(Stored data entries)
--- START ---

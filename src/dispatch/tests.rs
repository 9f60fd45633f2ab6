use super::*;
use anyhow::bail;
use std::collections::HashSet;
use std::sync::atomic::AtomicUsize;
use std::sync::Mutex;
use std::time::Duration;

fn labels(count: usize) -> Vec<WorkItem> {
    WorkItem::batch((0..count).map(|i| format!("files-{i}")))
}

/// Tracks how many operations overlap.
#[derive(Default)]
struct Gauge {
    current: AtomicUsize,
    peak: AtomicUsize,
}

impl Gauge {
    fn enter(&self) {
        let now = self.current.fetch_add(1, Ordering::SeqCst) + 1;
        self.peak.fetch_max(now, Ordering::SeqCst);
    }

    fn leave(&self) {
        self.current.fetch_sub(1, Ordering::SeqCst);
    }
}

#[derive(Default)]
struct Recorder {
    events: Mutex<Vec<String>>,
    next_slot: AtomicUsize,
}

impl DispatchObserver for Recorder {
    fn on_start(&self, item: &WorkItem) -> Option<usize> {
        assert_eq!(item.state(), WorkState::Running);
        self.events
            .lock()
            .expect("events")
            .push(format!("start {}", item.label()));
        Some(self.next_slot.fetch_add(1, Ordering::SeqCst))
    }

    fn on_finish(&self, item: &WorkItem) {
        assert!(item.is_done());
        self.events
            .lock()
            .expect("events")
            .push(format!("finish {}", item.label()));
    }
}

#[test]
fn rejects_zero_concurrency() {
    assert!(matches!(
        Dispatcher::new(0),
        Err(DashboardError::InvalidConfiguration(_))
    ));
}

#[test]
fn never_exceeds_concurrency() {
    for concurrency in [1, 2, 4, 7] {
        let gauge = Gauge::default();
        let operation = |_: &str| -> anyhow::Result<String> {
            gauge.enter();
            thread::sleep(Duration::from_millis(5));
            gauge.leave();
            Ok("ok".into())
        };
        let dispatcher = Dispatcher::new(concurrency).expect("dispatcher");
        let results = dispatcher.run(labels(20), &operation, &());
        assert_eq!(results.len(), 20);
        let peak = gauge.peak.load(Ordering::SeqCst);
        assert!(peak <= concurrency, "peak {peak} > {concurrency}");
        assert!(peak >= 1);
    }
}

#[test]
fn returns_every_item_finished() {
    let operation = |label: &str| -> anyhow::Result<String> {
        if label.ends_with('3') || label.ends_with('9') {
            bail!("404 Not Found");
        }
        Ok("200 OK".into())
    };
    let dispatcher = Dispatcher::new(4).expect("dispatcher");
    let results = dispatcher.run(labels(10), &operation, &());

    assert_eq!(results.len(), 10);
    assert!(results.iter().all(WorkItem::is_done));
    let failed: HashSet<&str> = results
        .iter()
        .filter(|item| item.state() == WorkState::Failed)
        .map(WorkItem::label)
        .collect();
    assert_eq!(failed, HashSet::from(["files-3", "files-9"]));
    assert!(results
        .iter()
        .filter(|item| item.state() == WorkState::Failed)
        .all(|item| item.message() == "404 Not Found"));
}

#[test]
fn completions_arrive_in_finish_order() {
    // files-0 takes longest, so it cannot be reported first.
    let operation = |label: &str| -> anyhow::Result<String> {
        let delay = if label == "files-0" { 80 } else { 5 };
        thread::sleep(Duration::from_millis(delay));
        Ok(label.to_string())
    };
    let dispatcher = Dispatcher::new(3).expect("dispatcher");
    let results = dispatcher.run(labels(3), &operation, &());
    assert_eq!(results.last().map(WorkItem::label), Some("files-0"));
}

#[test]
fn start_precedes_finish_and_slots_stick() {
    let recorder = Recorder::default();
    let operation = |_: &str| -> anyhow::Result<String> { Ok("done".into()) };
    let dispatcher = Dispatcher::new(2).expect("dispatcher");
    let results = dispatcher.run(labels(6), &operation, &recorder);

    let events = recorder.events.lock().expect("events").clone();
    for item in &results {
        let start = events
            .iter()
            .position(|e| e == &format!("start {}", item.label()))
            .expect("start event");
        let finish = events
            .iter()
            .position(|e| e == &format!("finish {}", item.label()))
            .expect("finish event");
        assert!(start < finish);
    }
    let slots: HashSet<usize> = results.iter().filter_map(WorkItem::slot).collect();
    assert_eq!(slots.len(), 6);
}

#[test]
fn borrowed_observer_still_sees_every_item() {
    let recorder = Recorder::default();
    let borrowed = &recorder;
    let operation = |_: &str| -> anyhow::Result<String> { Ok("done".into()) };
    let dispatcher = Dispatcher::new(2).expect("dispatcher");
    let results = dispatcher.run(labels(3), &operation, &borrowed);

    assert_eq!(results.len(), 3);
    assert!(results.iter().all(|item| item.slot().is_some()));
    let events = recorder.events.lock().expect("events");
    assert_eq!(events.iter().filter(|e| e.starts_with("finish")).count(), 3);
}

#[test]
fn panicking_operation_becomes_failure() {
    let operation = |label: &str| -> anyhow::Result<String> {
        if label == "files-1" {
            panic!("exploded");
        }
        Ok("fine".into())
    };
    let dispatcher = Dispatcher::new(2).expect("dispatcher");
    let results = dispatcher.run(labels(4), &operation, &());
    assert_eq!(results.len(), 4);
    let broken = results
        .iter()
        .find(|item| item.label() == "files-1")
        .expect("files-1");
    assert_eq!(broken.state(), WorkState::Failed);
    assert_eq!(broken.message(), "internal failure: exploded");
    assert_eq!(
        results
            .iter()
            .filter(|item| item.state() == WorkState::Succeeded)
            .count(),
        3
    );
}

#[test]
fn empty_batch_returns_immediately() {
    let dispatcher = Dispatcher::new(4).expect("dispatcher");
    let operation = |_: &str| -> anyhow::Result<String> { Ok(String::new()) };
    assert!(dispatcher.run(Vec::new(), &operation, &()).is_empty());
}

#[test]
fn cancelled_dispatch_drops_queued_items() {
    let cancel = CancelToken::new();
    let started = AtomicUsize::new(0);
    let operation = |_: &str| -> anyhow::Result<String> {
        if started.fetch_add(1, Ordering::SeqCst) == 0 {
            cancel.cancel();
        }
        Ok("ok".into())
    };
    let dispatcher = Dispatcher::new(1)
        .expect("dispatcher")
        .with_cancel(cancel.clone());
    let results = dispatcher.run(labels(10), &operation, &());
    assert_eq!(results.len(), 1);
    assert!(dispatcher.cancel_token().is_cancelled());
}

--- END ---

For the data above, state how many of its lines contain the word "sync", giving no other text.

2